Anesthetic Efficacy of 1,8mL and 3,6mL of Articaine in Inferior Alveolar Nerve Block in Irreversible Pulpitis
Status:
Completed
Trial end date:
2016-06-01
Target enrollment:
Participant gender:
Summary
Ninety patients with irreversible pulpitis diagnostic will participate in this clinical
study. The participants will be divided into 2 groups of 45 patients, who will receive the
inferior alveolar nerve block injections of 1.8 mL of 4% articaine (Articaine 100; DFL, Rio
de Janeiro, RJ, Brazil) with 1:100,000 epinephrine or 3.6mL of the same solution.

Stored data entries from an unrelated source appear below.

//! DuckDB access layer.
//!
//! One writer connection guarded by a mutex serialises all writes;
//! read queries run on cloned connections. The schema is created
//! eagerly when a file is first opened for writing, and the stored
//! schema version is checked whenever an existing file is opened.

use crate::meta::{
	AnalyzeMeta, ChannelMeta, GroupMeta, ImageChannelMeta, ImageMeta, ObjectRecord, PlateMeta,
};
use anyhow::{Context, Result};
use duckdb::{Connection, params};
use imagec_core::{
	EngineError,
	types::{ChannelValidity, MeasureChannelId, validity_bits, validity_from_bits},
};
use itertools::Itertools;
use log::trace;
use std::{
	path::Path,
	sync::Mutex,
};

/// File name of the result database within a job folder.
pub const DB_FILENAME: &str = "results.duckdb";

/// Bumped on every incompatible schema change. There is no migration
/// facility: a mismatch rejects the file.
pub const SCHEMA_VERSION: u32 = 1;

const SCHEMA: &str = r#"
CREATE TABLE IF NOT EXISTS meta (
	schema_version UINTEGER NOT NULL
);
CREATE TABLE IF NOT EXISTS analyzes (
	analyze_id VARCHAR PRIMARY KEY,
	run_id VARCHAR NOT NULL,
	name VARCHAR NOT NULL,
	"timestamp" VARCHAR NOT NULL,
	scientists VARCHAR[] NOT NULL,
	organisation VARCHAR,
	notes VARCHAR,
	settings_json VARCHAR
);
CREATE TABLE IF NOT EXISTS plates (
	analyze_id VARCHAR,
	plate_id UTINYINT,
	notes VARCHAR,
	PRIMARY KEY (analyze_id, plate_id)
);
CREATE TABLE IF NOT EXISTS "groups" (
	analyze_id VARCHAR,
	plate_id UTINYINT,
	group_id USMALLINT,
	well_pos_x UTINYINT,
	well_pos_y UTINYINT,
	name VARCHAR,
	notes VARCHAR,
	PRIMARY KEY (analyze_id, plate_id, group_id)
);
CREATE TABLE IF NOT EXISTS images (
	analyze_id VARCHAR,
	image_id UBIGINT PRIMARY KEY,
	image_idx UINTEGER,
	file_name VARCHAR,
	original_file_path VARCHAR,
	width UBIGINT,
	height UBIGINT
);
CREATE TABLE IF NOT EXISTS images_groups (
	analyze_id VARCHAR,
	image_id UBIGINT,
	plate_id UTINYINT,
	group_id USMALLINT,
	PRIMARY KEY (analyze_id, image_id)
);
CREATE TABLE IF NOT EXISTS channels (
	analyze_id VARCHAR,
	channel_id USMALLINT,
	name VARCHAR,
	measurements UINTEGER[],
	PRIMARY KEY (analyze_id, channel_id)
);
CREATE TABLE IF NOT EXISTS channels_images (
	analyze_id VARCHAR,
	image_id UBIGINT,
	channel_id USMALLINT,
	validity UINTEGER,
	invalidate_all BOOLEAN,
	control_image_path VARCHAR,
	PRIMARY KEY (analyze_id, image_id, channel_id)
);
CREATE TABLE IF NOT EXISTS objects (
	analyze_id VARCHAR,
	image_id UBIGINT,
	channel_id USMALLINT,
	tile_id USMALLINT,
	object_id UINTEGER,
	validity UINTEGER,
	"values" MAP(UINTEGER, DOUBLE[])
);
"#;

pub struct Database {
	conn: Mutex<Connection>,
}

impl Database {
	/// Opens (or creates) a database for writing; the schema is created
	/// eagerly. An existing file with a foreign schema version is
	/// rejected.
	pub fn open(path: &Path) -> Result<Database, EngineError> {
		trace!("open {path:?}");
		let conn = Connection::open(path).map_err(|err| EngineError::DatabaseError {
			op: "open".to_string(),
			reason: err.to_string(),
		})?;
		conn.execute_batch(SCHEMA).map_err(|err| EngineError::DatabaseError {
			op: "create schema".to_string(),
			reason: err.to_string(),
		})?;
		let db = Database { conn: Mutex::new(conn) };
		db.check_or_init_version()?;
		Ok(db)
	}

	fn check_or_init_version(&self) -> Result<(), EngineError> {
		let conn = self.conn.lock().expect("database poisoned");
		let found: Option<u32> = conn
			.query_row("SELECT schema_version FROM meta LIMIT 1", [], |row| row.get(0))
			.map_or(None, Some);
		match found {
			None => {
				conn
					.execute("INSERT INTO meta VALUES (?)", params![SCHEMA_VERSION])
					.map_err(|err| EngineError::DatabaseError {
						op: "init schema version".to_string(),
						reason: err.to_string(),
					})?;
				Ok(())
			}
			Some(version) if version == SCHEMA_VERSION => Ok(()),
			Some(version) => Err(EngineError::DatabaseSchemaMismatch {
				found: version,
				expected: SCHEMA_VERSION,
			}),
		}
	}

	/// A connection for read queries, sharing the same database
	/// instance. Reads may run concurrently with the writer.
	fn reader(&self) -> Result<Connection> {
		Ok(self.conn.lock().expect("database poisoned").try_clone()?)
	}

	fn write(&self, op: &str, f: impl FnOnce(&Connection) -> duckdb::Result<usize>) -> Result<(), EngineError> {
		let conn = self.conn.lock().expect("database poisoned");
		f(&conn).map_err(|err| EngineError::DatabaseError {
			op: op.to_string(),
			reason: err.to_string(),
		})?;
		Ok(())
	}

	// ------------------------------------------------------------------
	// Upserts
	// ------------------------------------------------------------------

	pub fn insert_analyze(&self, meta: &AnalyzeMeta) -> Result<(), EngineError> {
		let scientists = string_list_literal(&meta.scientists);
		self.write("insert analyze", |conn| {
			conn.execute(
				&format!(
					"INSERT OR REPLACE INTO analyzes VALUES (?, ?, ?, ?, {scientists}, ?, ?, ?)"
				),
				params![
					meta.analyze_id,
					meta.run_id,
					meta.name,
					meta.timestamp,
					meta.organisation,
					meta.notes,
					meta.settings_json
				],
			)
		})
	}

	pub fn insert_plate(&self, meta: &PlateMeta) -> Result<(), EngineError> {
		self.write("insert plate", |conn| {
			conn.execute(
				"INSERT OR REPLACE INTO plates VALUES (?, ?, ?)",
				params![meta.analyze_id, meta.plate_id, meta.notes],
			)
		})
	}

	pub fn upsert_group(&self, meta: &GroupMeta) -> Result<(), EngineError> {
		self.write("upsert group", |conn| {
			conn.execute(
				"INSERT OR REPLACE INTO \"groups\" VALUES (?, ?, ?, ?, ?, ?, ?)",
				params![
					meta.analyze_id,
					meta.plate_id,
					meta.group_id,
					meta.well_pos_x,
					meta.well_pos_y,
					meta.name,
					meta.notes
				],
			)
		})
	}

	pub fn upsert_image(&self, meta: &ImageMeta) -> Result<(), EngineError> {
		self.write("upsert image", |conn| {
			conn.execute(
				"INSERT OR REPLACE INTO images VALUES (?, ?, ?, ?, ?, ?, ?)",
				params![
					meta.analyze_id,
					meta.image_id,
					meta.image_idx,
					meta.file_name,
					meta.original_file_path.to_string_lossy().to_string(),
					meta.width,
					meta.height
				],
			)
		})
	}

	pub fn upsert_image_group(
		&self,
		analyze_id: &str,
		image_id: u64,
		plate_id: u8,
		group_id: u16,
	) -> Result<(), EngineError> {
		self.write("upsert image group", |conn| {
			conn.execute(
				"INSERT OR REPLACE INTO images_groups VALUES (?, ?, ?, ?)",
				params![analyze_id, image_id, plate_id, group_id],
			)
		})
	}

	pub fn upsert_channel(&self, meta: &ChannelMeta) -> Result<(), EngineError> {
		let measurements = measure_list_literal(&meta.measurements);
		self.write("upsert channel", |conn| {
			conn.execute(
				&format!("INSERT OR REPLACE INTO channels VALUES (?, ?, ?, {measurements})"),
				params![meta.analyze_id, meta.channel_id, meta.name],
			)
		})
	}

	pub fn upsert_image_channel(&self, meta: &ImageChannelMeta) -> Result<(), EngineError> {
		self.write("upsert image channel", |conn| {
			conn.execute(
				"INSERT OR REPLACE INTO channels_images VALUES (?, ?, ?, ?, ?, ?)",
				params![
					meta.analyze_id,
					meta.image_id,
					meta.channel_id,
					validity_bits(meta.validity),
					meta.invalidate_all,
					meta.control_image_path
				],
			)
		})
	}

	/// Inserts the objects of one (image, channel, tile) in batches.
	pub fn insert_objects(
		&self,
		analyze_id: &str,
		image_id: u64,
		channel_id: u16,
		tile_id: u16,
		objects: &[ObjectRecord],
	) -> Result<(), EngineError> {
		const BATCH: usize = 500;
		for chunk in objects.chunks(BATCH) {
			let rows = chunk
				.iter()
				.map(|object| {
					format!(
						"('{analyze_id}', {image_id}, {channel_id}, {tile_id}, {}, {}, {})",
						object.object_id,
						object.validity,
						value_map_literal(&object.values)
					)
				})
				.join(", ");
			self.write("insert objects", |conn| {
				conn.execute(&format!("INSERT INTO objects VALUES {rows}"), [])
			})?;
		}
		Ok(())
	}

	/// Sets or clears the manual out-sort bit of one image-channel.
	pub fn mark_image_channel_manual(
		&self,
		analyze_id: &str,
		image_id: u64,
		channel_id: u16,
		out_sorted: bool,
	) -> Result<(), EngineError> {
		let bit = validity_bits(enumset::EnumSet::only(ChannelValidity::ManualOutSorted));
		let sql = if out_sorted {
			"UPDATE channels_images SET validity = validity | ? WHERE analyze_id = ? AND image_id = ? AND channel_id = ?"
		} else {
			"UPDATE channels_images SET validity = validity & ~? WHERE analyze_id = ? AND image_id = ? AND channel_id = ?"
		};
		self.write("mark image channel", |conn| {
			conn.execute(sql, params![bit, analyze_id, image_id, channel_id])
		})
	}

	// ------------------------------------------------------------------
	// Selects
	// ------------------------------------------------------------------

	pub fn select_analyzes(&self) -> Result<Vec<AnalyzeMeta>> {
		let conn = self.reader()?;
		let mut stmt = conn.prepare(
			"SELECT analyze_id, run_id, name, \"timestamp\", to_json(scientists), organisation, notes, settings_json \
			 FROM analyzes ORDER BY \"timestamp\"",
		)?;
		let rows = stmt
			.query_map([], |row| {
				let scientists_json: String = row.get(4)?;
				Ok(AnalyzeMeta {
					analyze_id: row.get(0)?,
					run_id: row.get(1)?,
					name: row.get(2)?,
					timestamp: row.get(3)?,
					scientists: serde_json::from_str(&scientists_json).unwrap_or_default(),
					organisation: row.get::<_, Option<String>>(5)?.unwrap_or_default(),
					notes: row.get::<_, Option<String>>(6)?.unwrap_or_default(),
					settings_json: row.get::<_, Option<String>>(7)?.unwrap_or_default(),
				})
			})?
			.collect::<duckdb::Result<Vec<_>>>()?;
		Ok(rows)
	}

	pub fn select_plates(&self, analyze_id: &str) -> Result<Vec<PlateMeta>> {
		let conn = self.reader()?;
		let mut stmt =
			conn.prepare("SELECT analyze_id, plate_id, notes FROM plates WHERE analyze_id = ? ORDER BY plate_id")?;
		let rows = stmt
			.query_map(params![analyze_id], |row| {
				Ok(PlateMeta {
					analyze_id: row.get(0)?,
					plate_id: row.get(1)?,
					notes: row.get::<_, Option<String>>(2)?.unwrap_or_default(),
				})
			})?
			.collect::<duckdb::Result<Vec<_>>>()?;
		Ok(rows)
	}

	pub fn select_groups(&self, analyze_id: &str, plate_id: u8) -> Result<Vec<GroupMeta>> {
		let conn = self.reader()?;
		let mut stmt = conn.prepare(
			"SELECT analyze_id, plate_id, group_id, well_pos_x, well_pos_y, name, notes \
			 FROM \"groups\" WHERE analyze_id = ? AND plate_id = ? ORDER BY group_id",
		)?;
		let rows = stmt
			.query_map(params![analyze_id, plate_id], |row| {
				Ok(GroupMeta {
					analyze_id: row.get(0)?,
					plate_id: row.get(1)?,
					group_id: row.get(2)?,
					well_pos_x: row.get(3)?,
					well_pos_y: row.get(4)?,
					name: row.get::<_, Option<String>>(5)?.unwrap_or_default(),
					notes: row.get::<_, Option<String>>(6)?.unwrap_or_default(),
				})
			})?
			.collect::<duckdb::Result<Vec<_>>>()?;
		Ok(rows)
	}

	pub fn select_images(&self, analyze_id: &str) -> Result<Vec<ImageMeta>> {
		let conn = self.reader()?;
		let mut stmt = conn.prepare(
			"SELECT analyze_id, image_id, image_idx, file_name, original_file_path, width, height \
			 FROM images WHERE analyze_id = ? ORDER BY image_id",
		)?;
		let rows = stmt
			.query_map(params![analyze_id], |row| {
				Ok(ImageMeta {
					analyze_id: row.get(0)?,
					image_id: row.get(1)?,
					image_idx: row.get(2)?,
					file_name: row.get(3)?,
					original_file_path: row.get::<_, String>(4)?.into(),
					width: row.get(5)?,
					height: row.get(6)?,
				})
			})?
			.collect::<duckdb::Result<Vec<_>>>()?;
		Ok(rows)
	}

	pub fn select_channels(&self, analyze_id: &str) -> Result<Vec<ChannelMeta>> {
		let conn = self.reader()?;
		let mut stmt = conn.prepare(
			"SELECT analyze_id, channel_id, name, to_json(measurements) \
			 FROM channels WHERE analyze_id = ? ORDER BY channel_id",
		)?;
		let rows = stmt
			.query_map(params![analyze_id], |row| {
				let measurements_json: String = row.get(3)?;
				let keys: Vec<u32> = serde_json::from_str(&measurements_json).unwrap_or_default();
				Ok(ChannelMeta {
					analyze_id: row.get(0)?,
					channel_id: row.get(1)?,
					name: row.get(2)?,
					measurements: keys.into_iter().map(MeasureChannelId::from_key).collect(),
				})
			})?
			.collect::<duckdb::Result<Vec<_>>>()?;
		Ok(rows)
	}

	/// Combined image/channel/image-channel metadata for one image.
	pub fn image_information(
		&self,
		analyze_id: &str,
		image_id: u64,
		channel_id: u16,
	) -> Result<(ImageMeta, ChannelMeta, ImageChannelMeta)> {
		let image = self
			.select_images(analyze_id)?
			.into_iter()
			.find(|image| image.image_id == image_id)
			.with_context(|| format!("image {image_id} not found"))?;
		let channel = self
			.select_channels(analyze_id)?
			.into_iter()
			.find(|channel| channel.channel_id == channel_id)
			.with_context(|| format!("channel {channel_id} not found"))?;

		let conn = self.reader()?;
		let image_channel = conn.query_row(
			"SELECT validity, invalidate_all, control_image_path FROM channels_images \
			 WHERE analyze_id = ? AND image_id = ? AND channel_id = ?",
			params![analyze_id, image_id, channel_id],
			|row| {
				Ok(ImageChannelMeta {
					analyze_id: analyze_id.to_string(),
					image_id,
					channel_id,
					validity: validity_from_bits(row.get(0)?),
					invalidate_all: row.get(1)?,
					control_image_path: row.get(2)?,
				})
			},
		)?;
		Ok((image, channel, image_channel))
	}

	/// A dedicated connection for ad-hoc read queries.
	pub fn read_connection(&self) -> Result<Connection> {
		self.reader()
	}
}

Two
consecutive negative responses to the maximum pulp stimulus (80 µA) at the electric pulp test
were the criterion to determine a pulpal anesthesia as successful. Ten minutes after the IAN
block, subjective lip anesthesia will be evaluated by asking the patient whether his/her lip
was numb. Thereafter and immediately before the pulpectomy, the electric pulp stimulations
will be repeated to determine pulpal anesthesia. During the pulpectomy procedure, the
patients were instructed to report any painful discomfort. To evaluate the intensity of pain
during the pulpectomy, a verbal analogue scale will be used. The anesthesia will be defined
as successful when the dentist accessed the pulp chamber without pain being reported by the
patient. In these cases, the pulpectomy will be continued. If report pain will classified the
IAN block as unsuccessful.